**Work request:**
Identify each line below containing the string "them" and copy it.

**Given records:**

+---+

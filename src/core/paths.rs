//! core::paths
//!
//! Centralized path routing for an asset's on-disk layout.
//!
//! # Storage Layout
//!
//! All data for an asset lives under `<root>/<name>/`:
//! - `state/<timestamp>.txt` - unified diff entries, one per commit
//! - `latest/<timestamp>.txt` - full-snapshot entries, one per commit
//! - `latest.txt` - the latest pointer, baseline for the next diff
//! - `latest.txt.new` - staging name for the pointer rename swap
//! - `.lock` - advisory lock file
//!
//! The `latest/` directory name is historical: it holds the full version
//! history, not just the newest entry. The layout of `state/`, `latest/`
//! and `latest.txt` is bit-compatible with the legacy engine.
//!
//! **Hard rule:** no code outside this module computes these joins. All
//! storage locations are routed through [`AssetPaths`].

use std::fs::{self, OpenOptions};
use std::path::{Path, PathBuf};

use thiserror::Error;

use crate::core::config::AssetConfig;
use crate::core::types::{AssetName, Timestamp};

/// File extension for state and version entries.
const ENTRY_EXT: &str = "txt";

/// Errors from layout creation.
#[derive(Debug, Error)]
pub enum LayoutError {
    /// Failed to create a directory.
    #[error("failed to create directory {path}: {source}")]
    CreateDir {
        path: PathBuf,
        #[source]
        source: std::io::Error,
    },

    /// Failed to create or touch the latest pointer.
    #[error("failed to touch latest pointer {path}: {source}")]
    TouchPointer {
        path: PathBuf,
        #[source]
        source: std::io::Error,
    },
}

/// Centralized path routing for one asset.
///
/// # Example
///
/// ```
/// use snapvault::core::paths::AssetPaths;
/// use snapvault::core::types::AssetName;
/// use std::path::{Path, PathBuf};
///
/// let paths = AssetPaths::new(
///     PathBuf::from("/var/lib/snapvault"),
///     AssetName::new("syslog").unwrap(),
/// );
///
/// assert_eq!(
///     paths.latest_path(),
///     Path::new("/var/lib/snapvault/syslog/latest.txt")
/// );
/// ```
#[derive(Debug, Clone, PartialEq, Eq)]
pub struct AssetPaths {
    root: PathBuf,
    name: AssetName,
}

impl AssetPaths {
    /// Create path routing for `(root, name)`.
    pub fn new(root: PathBuf, name: AssetName) -> Self {
        Self { root, name }
    }

    /// The asset's name.
    pub fn name(&self) -> &AssetName {
        &self.name
    }

    /// `<root>/<name>` - holds everything for this asset, including
    /// in-flight temp files.
    pub fn asset_dir(&self) -> PathBuf {
        self.root.join(self.name.as_str())
    }

    /// `<root>/<name>/state` - unified diff entries.
    pub fn state_dir(&self) -> PathBuf {
        self.asset_dir().join("state")
    }

    /// `<root>/<name>/latest` - full-snapshot entries.
    pub fn version_dir(&self) -> PathBuf {
        self.asset_dir().join("latest")
    }

    /// `<root>/<name>/latest.txt` - the latest pointer.
    pub fn latest_path(&self) -> PathBuf {
        self.asset_dir().join("latest.txt")
    }

    /// `<root>/<name>/latest.txt.new` - staging name the pointer swap
    /// renames from.
    pub fn staging_path(&self) -> PathBuf {
        self.asset_dir().join("latest.txt.new")
    }

    /// `<root>/<name>/.lock` - advisory lock file.
    pub fn lock_path(&self) -> PathBuf {
        self.asset_dir().join(".lock")
    }

    /// Path of the state (diff) entry for `timestamp`.
    pub fn state_entry(&self, timestamp: &Timestamp) -> PathBuf {
        self.state_dir()
            .join(format!("{}.{ENTRY_EXT}", timestamp.as_str()))
    }

    /// Path of the version (snapshot) entry for `timestamp`.
    pub fn version_entry(&self, timestamp: &Timestamp) -> PathBuf {
        self.version_dir()
            .join(format!("{}.{ENTRY_EXT}", timestamp.as_str()))
    }

    /// Create the asset directory itself with the configured mode.
    ///
    /// The lock file lives in this directory, so this must run before
    /// lock acquisition; otherwise the directory would be created as a
    /// side effect at the process-default mode instead of the
    /// umask-derived one.
    ///
    /// # Errors
    ///
    /// Returns `LayoutError::CreateDir` if the directory cannot be
    /// created.
    pub fn ensure_asset_dir(&self, config: &AssetConfig) -> Result<(), LayoutError> {
        let dir = self.asset_dir();
        create_dir_all_with_mode(&dir, config.dir_mode())
            .map_err(|source| LayoutError::CreateDir { path: dir, source })
    }

    /// Create the asset's directories and touch the latest pointer.
    ///
    /// Idempotent: existing directories and a populated pointer are left
    /// untouched. Never deletes anything. Directory and file modes are
    /// derived from the config's umask (Unix only; modes are advisory
    /// elsewhere).
    ///
    /// # Errors
    ///
    /// Returns `LayoutError` if a directory cannot be created or the
    /// pointer cannot be touched.
    pub fn ensure_layout(&self, config: &AssetConfig) -> Result<(), LayoutError> {
        self.ensure_asset_dir(config)?;
        for dir in [self.state_dir(), self.version_dir()] {
            create_dir_all_with_mode(&dir, config.dir_mode()).map_err(|source| {
                LayoutError::CreateDir {
                    path: dir.clone(),
                    source,
                }
            })?;
        }

        // An empty pointer makes the first diff run against empty
        // content, so the first commit is recorded as pure additions.
        let pointer = self.latest_path();
        if !pointer.exists() {
            touch_with_mode(&pointer, config.file_mode()).map_err(|source| {
                LayoutError::TouchPointer {
                    path: pointer.clone(),
                    source,
                }
            })?;
        }

        Ok(())
    }
}

#[cfg(unix)]
fn create_dir_all_with_mode(dir: &Path, mode: u32) -> std::io::Result<()> {
    use std::os::unix::fs::DirBuilderExt;
    fs::DirBuilder::new().recursive(true).mode(mode).create(dir)
}

#[cfg(not(unix))]
fn create_dir_all_with_mode(dir: &Path, _mode: u32) -> std::io::Result<()> {
    fs::create_dir_all(dir)
}

fn touch_with_mode(path: &Path, mode: u32) -> std::io::Result<()> {
    let file = OpenOptions::new()
        .create(true)
        .append(true)
        .open(path)?;
    set_mode(&file, mode)?;
    Ok(())
}

#[cfg(unix)]
fn set_mode(file: &fs::File, mode: u32) -> std::io::Result<()> {
    use std::os::unix::fs::PermissionsExt;
    file.set_permissions(fs::Permissions::from_mode(mode))
}

#[cfg(not(unix))]
fn set_mode(_file: &fs::File, _mode: u32) -> std::io::Result<()> {
    Ok(())
}

#[cfg(test)]
mod tests {
    use super::*;
    use tempfile::TempDir;

    fn paths_in(dir: &TempDir) -> AssetPaths {
        AssetPaths::new(
            dir.path().to_path_buf(),
            AssetName::new("syslog").unwrap(),
        )
    }

    #[test]
    fn joins_are_deterministic() {
        let dir = TempDir::new().unwrap();
        let paths = paths_in(&dir);
        let base = dir.path().join("syslog");
        assert_eq!(paths.state_dir(), base.join("state"));
        assert_eq!(paths.version_dir(), base.join("latest"));
        assert_eq!(paths.latest_path(), base.join("latest.txt"));

        let ts = Timestamp::parse("20260825-101530").unwrap();
        assert_eq!(
            paths.state_entry(&ts),
            base.join("state/20260825-101530.txt")
        );
        assert_eq!(
            paths.version_entry(&ts),
            base.join("latest/20260825-101530.txt")
        );
    }

    #[cfg(unix)]
    #[test]
    fn asset_dir_is_created_with_the_configured_mode() {
        use std::os::unix::fs::PermissionsExt;

        let dir = TempDir::new().unwrap();
        let paths = paths_in(&dir);
        let config = AssetConfig {
            umask: 0o077,
            ..AssetConfig::default()
        };

        paths.ensure_asset_dir(&config).unwrap();
        let mode = fs::metadata(paths.asset_dir())
            .unwrap()
            .permissions()
            .mode()
            & 0o777;
        assert_eq!(mode, 0o700);
    }

    #[test]
    fn ensure_layout_is_idempotent() {
        let dir = TempDir::new().unwrap();
        let paths = paths_in(&dir);
        let config = AssetConfig::default();

        paths.ensure_layout(&config).unwrap();
        assert!(paths.state_dir().is_dir());
        assert!(paths.version_dir().is_dir());
        assert!(paths.latest_path().is_file());

        // Second run is a no-op and does not clobber the pointer.
        fs::write(paths.latest_path(), b"content\n").unwrap();
        paths.ensure_layout(&config).unwrap();
        assert_eq!(fs::read(paths.latest_path()).unwrap(), b"content\n");
    }
}
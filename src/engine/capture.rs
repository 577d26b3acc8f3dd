//! engine::capture
//!
//! Content capture into scoped temporary files.
//!
//! # Resource discipline
//!
//! Captured content and staged diff output live in `NamedTempFile`s
//! allocated inside the asset directory. The commit phase hard-links
//! them into place; the temp names themselves are removed on drop, so
//! every exit path - successful commit, no-change short-circuit, or
//! error - cleans up after itself. Allocating inside the asset directory
//! also keeps the hard links on one filesystem.

use std::io::{self, Write};

use tempfile::NamedTempFile;

use crate::core::paths::AssetPaths;

/// A source of asset content: a literal buffer or a producer invoked
/// exactly once (e.g. "read this log file now").
///
/// Any `FnOnce() -> io::Result<Vec<u8>>` closure is a `ContentSource`;
/// literal buffers go through [`crate::engine::Asset::exec`], which wraps
/// them in one.
pub trait ContentSource {
    /// Produce the content to store. Called exactly once.
    fn produce(self) -> io::Result<Vec<u8>>;
}

impl<F> ContentSource for F
where
    F: FnOnce() -> io::Result<Vec<u8>>,
{
    fn produce(self) -> io::Result<Vec<u8>> {
        self()
    }
}

/// Materialize the source's content into a temp file in the asset dir.
pub(crate) fn capture<S: ContentSource>(
    paths: &AssetPaths,
    file_mode: u32,
    source: S,
) -> io::Result<NamedTempFile> {
    let content = source.produce()?;
    stage_bytes(paths, file_mode, &content)
}

/// Write `bytes` to a fresh temp file in the asset dir.
pub(crate) fn stage_bytes(
    paths: &AssetPaths,
    file_mode: u32,
    bytes: &[u8],
) -> io::Result<NamedTempFile> {
    let mut tmp = tempfile::Builder::new()
        .prefix(paths.name().as_str())
        .tempfile_in(paths.asset_dir())?;
    tmp.write_all(bytes)?;
    tmp.flush()?;
    set_mode(tmp.as_file(), file_mode)?;
    Ok(tmp)
}

#[cfg(unix)]
fn set_mode(file: &std::fs::File, mode: u32) -> io::Result<()> {
    use std::os::unix::fs::PermissionsExt;
    file.set_permissions(std::fs::Permissions::from_mode(mode))
}

#[cfg(not(unix))]
fn set_mode(_file: &std::fs::File, _mode: u32) -> io::Result<()> {
    Ok(())
}

#[cfg(test)]
mod tests {
    use super::*;
    use crate::core::types::AssetName;
    use std::fs;
    use tempfile::TempDir;

    fn paths_in(dir: &TempDir) -> AssetPaths {
        let paths = AssetPaths::new(dir.path().to_path_buf(), AssetName::new("asset").unwrap());
        fs::create_dir_all(paths.asset_dir()).unwrap();
        paths
    }

    #[test]
    fn capture_writes_producer_output() {
        let dir = TempDir::new().unwrap();
        let paths = paths_in(&dir);
        let tmp = capture(&paths, 0o644, || Ok(b"payload\n".to_vec())).unwrap();
        assert_eq!(fs::read(tmp.path()).unwrap(), b"payload\n");
        assert!(tmp.path().starts_with(paths.asset_dir()));
    }

    #[test]
    fn temp_file_is_removed_on_drop() {
        let dir = TempDir::new().unwrap();
        let paths = paths_in(&dir);
        let tmp = stage_bytes(&paths, 0o644, b"x").unwrap();
        let path = tmp.path().to_path_buf();
        assert!(path.exists());
        drop(tmp);
        assert!(!path.exists());
    }

    #[test]
    fn producer_error_propagates() {
        let dir = TempDir::new().unwrap();
        let paths = paths_in(&dir);
        let result = capture(&paths, 0o644, || {
            Err(io::Error::new(io::ErrorKind::NotFound, "gone"))
        });
        assert!(result.is_err());
    }

    #[cfg(unix)]
    #[test]
    fn capture_applies_file_mode() {
        use std::os::unix::fs::PermissionsExt;
        let dir = TempDir::new().unwrap();
        let paths = paths_in(&dir);
        let tmp = stage_bytes(&paths, 0o600, b"secret").unwrap();
        let mode = fs::metadata(tmp.path()).unwrap().permissions().mode() & 0o777;
        assert_eq!(mode, 0o600);
    }
}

+---+

**Answer to this task:**
//! them into place; the temp names themselves are removed on drop, so
/// them in one.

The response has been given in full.